Morning Comments March 1, 2022

Grain Corn Pile Closeup

Corn and wheat both managed to recover the bulk of their Friday losses yesterday as we saw both markets trade back up limit higher throughout the day. Beans were much stronger as well, as we begin to assess what a long, drawn out conflict could mean to global grain supplies.

As we discussed long before the conflict began, both Ukraine and Russia are responsible for a large amount of wheat exports into the global market, with Ukraine also supplying the world with a substantial amount of corn each year. As it stands now, sanctions and a removal from the SWIFT banking system has made it all but impossible to purchase Russian wheat, while Ukrainian exports were confirmed as stopped indefinitely, with officials saying shipments will not begin again until the Russian aggression stops. 

Ukrainian traders estimate Ukraine still has around a quarter of its wheat crop earmarked for exports shipped, with around half of its corn left to move. When it comes to old crop shipments, it is easy to see who is most affected as China still has several million tonnes of corn purchased from Ukraine, but not yet shipped. 

In addition to Chinese corn purchases, we are also seeing Egyptian wheat buyers struggle as their government group released what could only be described as a poorly timed tender. Results showed prices surged since their last tender and offers have fallen from a dozen or more to a handful, pushing the group to cancel for now.

In addition to concern over when or how supplies will ship, we are around 6 weeks or so from the kickoff to the 2022 planting season in both countries. An inability to finance or receive supply could significantly impact the Russian farmer who has around 30% of their typical wheat production left to plant. And in Ukraine, it is obvious fighting in certain regions will limit the ability of life to return to normal, even if we were to see farmers able to obtain the necessary inputs.


The concern that fighting continues for several more weeks, or worse yet months, is valid and will likely keep markets supported until we see signs of a resolution. 

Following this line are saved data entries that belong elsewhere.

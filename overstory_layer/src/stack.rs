// Copyright 2025 the Overstory Authors
// SPDX-License-Identifier: Apache-2.0 OR MIT

//! Layer stack: the root layer plus the overlays opened above it, bottom to top.

use std::cell::RefCell;
use std::fmt;
use std::rc::Rc;

use overstory_dom::ElementId;

use crate::context::Context;
use crate::overlay::Overlay;

/// A layer: the root document or an overlay.
#[derive(Clone)]
pub enum Layer {
    /// The base document.
    Root,
    /// An overlay.
    Overlay(Rc<Overlay>),
}

impl Layer {
    /// Mode name; `root` for the base document.
    pub fn mode(&self) -> &str {
        match self {
            Self::Root => "root",
            Self::Overlay(overlay) => overlay.mode(),
        }
    }

    /// Visual nesting depth; zero for the base document.
    pub fn nesting(&self) -> u32 {
        match self {
            Self::Root => 0,
            Self::Overlay(overlay) => overlay.nesting(),
        }
    }

    /// The layer's container element.
    pub fn element(&self, ctx: &Context) -> Option<ElementId> {
        match self {
            Self::Root => Some(ctx.body()),
            Self::Overlay(overlay) => overlay.parts().element,
        }
    }

    /// The overlay, unless this is the base document.
    pub fn overlay(&self) -> Option<&Rc<Overlay>> {
        match self {
            Self::Root => None,
            Self::Overlay(overlay) => Some(overlay),
        }
    }
}

impl fmt::Debug for Layer {
    fn fmt(&self, f: &mut fmt::Formatter<'_>) -> fmt::Result {
        match self {
            Self::Root => f.write_str("root layer"),
            Self::Overlay(overlay) => fmt::Display::fmt(overlay, f),
        }
    }
}

/// Overlays above the root layer, bottom to top.
#[derive(Default)]
pub struct Stack {
    overlays: RefCell<Vec<Rc<Overlay>>>,
}

impl fmt::Debug for Stack {
    fn fmt(&self, f: &mut fmt::Formatter<'_>) -> fmt::Result {
        f.debug_list()
            .entries(self.overlays.borrow().iter().map(|o| o.to_string()))
            .finish()
    }
}

impl Stack {
    pub(crate) fn push(&self, overlay: Rc<Overlay>) {
        self.overlays.borrow_mut().push(overlay);
    }

    pub(crate) fn remove(&self, overlay: &Rc<Overlay>) -> bool {
        let mut overlays = self.overlays.borrow_mut();
        let before = overlays.len();
        overlays.retain(|o| !Rc::ptr_eq(o, overlay));
        overlays.len() != before
    }

    /// The topmost layer.
    pub fn front(&self) -> Layer {
        self.overlays
            .borrow()
            .last()
            .cloned()
            .map_or(Layer::Root, Layer::Overlay)
    }

    /// Returns true if `overlay` is the topmost layer of the whole stack.
    pub fn is_front(&self, overlay: &Overlay) -> bool {
        self.overlays
            .borrow()
            .last()
            .is_some_and(|o| std::ptr::eq(Rc::as_ptr(o), overlay))
    }

    /// Overlays stacked above `overlay`, bottom to top.
    pub fn descendants(&self, overlay: &Overlay) -> Vec<Rc<Overlay>> {
        let overlays = self.overlays.borrow();
        overlays
            .iter()
            .position(|o| std::ptr::eq(Rc::as_ptr(o), overlay))
            .map(|i| overlays[i + 1..].to_vec())
            .unwrap_or_default()
    }

    /// All overlays, bottom to top.
    pub fn overlays(&self) -> Vec<Rc<Overlay>> {
        self.overlays.borrow().clone()
    }

    /// Number of overlays.
    pub fn len(&self) -> usize {
        self.overlays.borrow().len()
    }

    /// Returns true if only the root layer is open.
    pub fn is_empty(&self) -> bool {
        self.overlays.borrow().is_empty()
    }
}
/// Read the value and close options of the closer `element` carrying `attribute`.
pub fn parse_closer(
    document: &Document,
    element: ElementId,
    attribute: &str,
) -> Result<(Value, CloseOptions), OverlayError> {
    let raw = document.attr(element, attribute).unwrap_or_default();
    let value = if raw.trim().is_empty() {
        Value::Null
    } else {
        serde_json::from_str(raw).map_err(|source| OverlayError::Payload {
            attribute: attribute.into(),
            source,
        })?
    };
    let animation = match document.attr(element, ANIMATION_ATTR) {
        None | Some("" | "true") => None,
        Some("false" | "none") => Some(Animation::None),
        Some(name) => Some(Animation::named(name)),
    };
    let duration = document
        .attr(element, DURATION_ATTR)
        .map(|raw| {
            raw.trim()
                .parse::<u64>()
                .map(Duration::from_millis)
                .map_err(|_| OverlayError::Attribute {
                    attribute: DURATION_ATTR.into(),
                    value: raw.into(),
                })
        })
        .transpose()?;
    let options = CloseOptions {
        animation,
        duration,
        easing: document.attr(element, EASING_ATTR).map(String::from),
        confirm: document.attr(element, CONFIRM_ATTR).map(String::from),
        origin: Some(element),
        ..CloseOptions::default()
    };
    Ok((value, options))
}

impl Overlay {
    /// Wire the focus trap and every enabled close trigger.
    pub(crate) fn setup_handlers(self: &Rc<Self>) {
        let focus = OverlayFocus::new(self);
        *self.focus.borrow_mut() = Some(focus);

        let policy = &self.config.dismissable;
        if policy.supports(DismissMethods::BUTTON) {
            self.create_dismiss_element();
        }

        let mut subscriptions = Vec::new();
        if policy.supports(DismissMethods::OUTSIDE) {
            subscriptions.extend(self.register_outside_closers());
        }
        if policy.supports(DismissMethods::KEY) {
            let weak = Rc::downgrade(self);
            subscriptions.push(self.ctx.events().on_escape(move |event| {
                weak.upgrade()
                    .map_or(Outcome::Continue, |overlay| overlay.on_escape_pressed(event))
            }));
        }

        subscriptions.extend(self.register_click_closer(ACCEPT_ATTR, Verb::Accept));
        subscriptions.extend(self.register_click_closer(DISMISS_ATTR, Verb::Dismiss));
        if self.ctx.legacy_closers() {
            subscriptions.extend(self.register_click_closer(LEGACY_CLOSE_ATTR, Verb::Dismiss));
        }
        if let Some(types) = &self.config.accept_event {
            subscriptions.extend(self.register_event_closer(types, Verb::Accept));
        }
        if let Some(types) = &self.config.dismiss_event {
            subscriptions.extend(self.register_event_closer(types, Verb::Dismiss));
        }

        self.subscriptions.borrow_mut().extend(subscriptions);
        self.state.set(OverlayState::Attached);
    }

    /// Release every listener and the focus trap. Safe to call more than once.
    pub(crate) fn teardown_handlers(&self) {
        let subscriptions = std::mem::take(&mut *self.subscriptions.borrow_mut());
        for subscription in subscriptions {
            subscription.unsubscribe();
        }
        let focus = self.focus.borrow_mut().take();
        if let Some(focus) = focus {
            focus.teardown(&self.ctx);
        }
    }

    fn register_outside_closers(self: &Rc<Self>) -> Vec<Subscription> {
        let mut subscriptions = Vec::new();
        if let Some(parent) = self.parent.element(&self.ctx) {
            let weak = Rc::downgrade(self);
            subscriptions.push(self.ctx.events().on_layer(parent, "click", None, move |event, _| {
                weak.upgrade()
                    .map_or(Outcome::Continue, |overlay| overlay.on_parent_clicked(event))
            }));
        }
        if let Some(viewport) = self.parts.get().viewport {
            let weak = Rc::downgrade(self);
            subscriptions.push(self.ctx.events().on(viewport, "click", Phase::Target, move |event| {
                match weak.upgrade() {
                    Some(overlay) => overlay.on_outside_clicked(event, true),
                    None => Outcome::Continue,
                }
            }));
        }
        subscriptions
    }

    fn on_parent_clicked(self: &Rc<Self>, event: &mut Event) -> Outcome {
        let on_origin = self
            .config
            .origin
            .is_some_and(|origin| self.ctx.document().contains(origin, event.target));
        if on_origin {
            trace!(overlay = %self, "origin clicked");
            return Outcome::StopAndConsume;
        }
        self.on_outside_clicked(event, false)
    }

    /// Dismiss for a click outside the box. A click on the overlay's own viewport
    /// is halted; one on the parent layer keeps going.
    fn on_outside_clicked(self: &Rc<Self>, event: &mut Event, halt: bool) -> Outcome {
        if self.last_outside_event.replace(Some(event.id())) == Some(event.id()) {
            return Outcome::Continue;
        }
        if !self.is_open() {
            return Outcome::Continue;
        }
        let options = CloseOptions {
            origin: Some(event.target),
            ..CloseOptions::default()
        };
        self.request_close(Verb::Dismiss, Value::from(":outside"), options);
        if halt {
            Outcome::StopAndConsume
        } else {
            Outcome::Continue
        }
    }

    fn on_escape_pressed(self: &Rc<Self>, _event: &mut Event) -> Outcome {
        if !self.is_front() || !self.is_open() {
            return Outcome::Continue;
        }
        let field = self.ctx.document().focused_field();
        if field.is_some() {
            self.ctx.events().blur();
            return Outcome::Continue;
        }
        self.request_close(Verb::Dismiss, Value::from(":key"), CloseOptions::default());
        Outcome::StopAndConsume
    }

    fn register_click_closer(self: &Rc<Self>, attribute: &'static str, verb: Verb) -> Option<Subscription> {
        let element = self.parts.get().element?;
        let weak: Weak<Self> = Rc::downgrade(self);
        Some(self.ctx.events().on_layer(element, "click", Some(attribute), move |_event, closer| {
            let Some(overlay) = weak.upgrade() else {
                return Outcome::Continue;
            };
            if attribute == LEGACY_CLOSE_ATTR {
                warn!(overlay = %overlay, "`{LEGACY_CLOSE_ATTR}` is deprecated, use `{DISMISS_ATTR}`");
            }
            let parsed = parse_closer(&overlay.ctx.document(), closer, attribute);
            match parsed {
                Ok((value, options)) => overlay.request_close(verb, value, options),
                Err(err) => error!(overlay = %overlay, %err, "malformed closer"),
            }
            Outcome::StopAndConsume
        }))
    }

    fn register_event_closer(self: &Rc<Self>, event_types: &str, verb: Verb) -> Option<Subscription> {
        let element = self.parts.get().element?;
        let weak = Rc::downgrade(self);
        Some(self.ctx.events().on_layer(element, event_types, None, move |event, _| {
            let Some(overlay) = weak.upgrade() else {
                return Outcome::Continue;
            };
            event.prevent_default();
            overlay.request_close(verb, event.to_value(), CloseOptions::default());
            Outcome::Continue
        }))
    }

    /// Close for the recorded location if an accept or dismiss pattern matches.
    pub(crate) fn try_close_for_location(self: &Rc<Self>) -> bool {
        if !self.is_open() {
            return false;
        }
        let Some(location) = self.location() else {
            return false;
        };
        let candidates = [
            (&self.config.accept_location, Verb::Accept),
            (&self.config.dismiss_location, Verb::Dismiss),
        ];
        for (pattern, verb) in candidates {
            if let Some(pattern) = pattern
                && let Some(mut value) = pattern.recognize(&location)
            {
                value.insert("location".into(), Value::String(location.clone()));
                self.request_close(verb, Value::Object(value), CloseOptions::default());
                return true;
            }
        }
        false
    }
}
impl Callbacks {
    /// The hook in `slot`.
    pub fn get(&self, slot: HookSlot) -> Option<&Hook> {
        match slot {
            HookSlot::Opened => self.on_opened.as_ref(),
            HookSlot::Accept => self.on_accept.as_ref(),
            HookSlot::Accepted => self.on_accepted.as_ref(),
            HookSlot::Dismiss => self.on_dismiss.as_ref(),
            HookSlot::Dismissed => self.on_dismissed.as_ref(),
        }
    }

    fn slot_mut(&mut self, slot: HookSlot) -> &mut Option<Hook> {
        match slot {
            HookSlot::Opened => &mut self.on_opened,
            HookSlot::Accept => &mut self.on_accept,
            HookSlot::Accepted => &mut self.on_accepted,
            HookSlot::Dismiss => &mut self.on_dismiss,
            HookSlot::Dismissed => &mut self.on_dismissed,
        }
    }
}

impl fmt::Debug for Callbacks {
    fn fmt(&self, f: &mut fmt::Formatter<'_>) -> fmt::Result {
        let set: Vec<HookSlot> = [
            HookSlot::Opened,
            HookSlot::Accept,
            HookSlot::Accepted,
            HookSlot::Dismiss,
            HookSlot::Dismissed,
        ]
        .into_iter()
        .filter(|slot| self.get(*slot).is_some())
        .collect();
        f.debug_struct("Callbacks").field("set", &set).finish()
    }
}

/// Defaults for one overlay mode.
#[derive(Clone, Debug, Deserialize, PartialEq)]
#[serde(default, rename_all = "camelCase", deny_unknown_fields)]
pub struct ModeConfig {
    /// Render a backdrop behind the box.
    pub backdrop: bool,
    /// Wrap the box in a scrollable viewport.
    pub viewport: bool,
    /// Enabled dismissal methods.
    pub dismissable: DismissableSetting,
    /// Visible text of the dismiss button.
    pub dismiss_label: String,
    /// Accessible name of the dismiss button.
    pub dismiss_aria_label: String,
    /// Box animation when opening.
    pub open_animation: Animation,
    /// Box animation when closing.
    pub close_animation: Animation,
    /// Backdrop animation when opening.
    pub backdrop_open_animation: Animation,
    /// Backdrop animation when closing.
    pub backdrop_close_animation: Animation,
    /// Open duration in milliseconds.
    pub open_duration: Option<u64>,
    /// Close duration in milliseconds.
    pub close_duration: Option<u64>,
    /// Open easing.
    pub open_easing: Option<String>,
    /// Close easing.
    pub close_easing: Option<String>,
    /// Size hint, e.g. `medium`.
    pub size: Option<String>,
    /// Position hint, e.g. `left`.
    pub position: Option<String>,
    /// Alignment hint.
    pub align: Option<String>,
    /// Extra class names.
    pub class: Option<String>,
}

impl Default for ModeConfig {
    fn default() -> Self {
        Self {
            backdrop: false,
            viewport: false,
            dismissable: DismissableSetting::Flag(true),
            dismiss_label: "×".into(),
            dismiss_aria_label: "Dismiss dialog".into(),
            open_animation: Animation::named("fade-in"),
            close_animation: Animation::named("fade-out"),
            backdrop_open_animation: Animation::named("fade-in"),
            backdrop_close_animation: Animation::named("fade-out"),
            open_duration: None,
            close_duration: None,
            open_easing: None,
            close_easing: None,
            size: None,
            position: None,
            align: None,
            class: None,
        }
    }
}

At this point, the world continues to work to punish Russia, as their currency falls and their stock markets remain closed. Citizens are beginning to speak out against the aggression, as are Russian billionaires seeing their assets frozen and their net worth tank, but Putin appears to remain steadfast in his dedication to take over. 

We did see talks take place between delegations from both countries yesterday, though with Russia amping up air attacks shortly thereafter it appears little progress was made. Talks between delegates are expected to take place again later this week, though at this point it appears Russia is continuing to flood Ukraine with troops as it doubles down on its desire to take the capital city of Kyiv.

Outside of geo-political developments we got updated export inspections yesterday. Bean shipments continue to come in above the amount needed each week to meet USDA expectations, though we did see a significant drop in loadings compared to the last handful of weeks.

Corn shipments exceeded the amount needed to meet USDA expectations for the third week in a row, coming in at 60 mbu on the week, versus the 58 million or so needed. Chinese shipments were down a touch from last week, but still above the average we've seen so far this marketing year, coming in just over 13 mbu.

Wheat shipments were down from the 4-week average, but still okay considering. It is interesting to note that U.S. wheat is still around $100/tonne too expensive when looking at other GASC offers in the Egyptian wheat tender.

Looking ahead, we are seeing some very interesting moves taking place in the outside markets. With the developments we've seen in the Black Sea, the global economy feels far more fragile than it did just weeks ago as we try to digest what this could mean long-term. 

Many traders feel the European Central Bank will be unable to make any sort of major move when it comes to rate hikes, even in the face of runaway inflation. Here in the U.S. many members of the Federal Reserve feel the United States will be more isolated from the major economic shifts we are likely to see in Europe, but some seem more hesitant to make any type of aggressive move as it is obvious we are in unprecedented times.

As of this morning's writing we are back up to near where May corn topped out last week, with July forward not trading nearly as strong as it had even a week ago thanks to shifts in spreads. November beans are still off from last week's highs, but working their way back towards $15.

Don't forget to use these rallies as an opportunity to get caught up on sales you wish you would have made when we were limit down last Friday. Selling small increments of your ownership or expected production in a scale sell approach is really the best way to manage the emotion and volatility we are currently facing.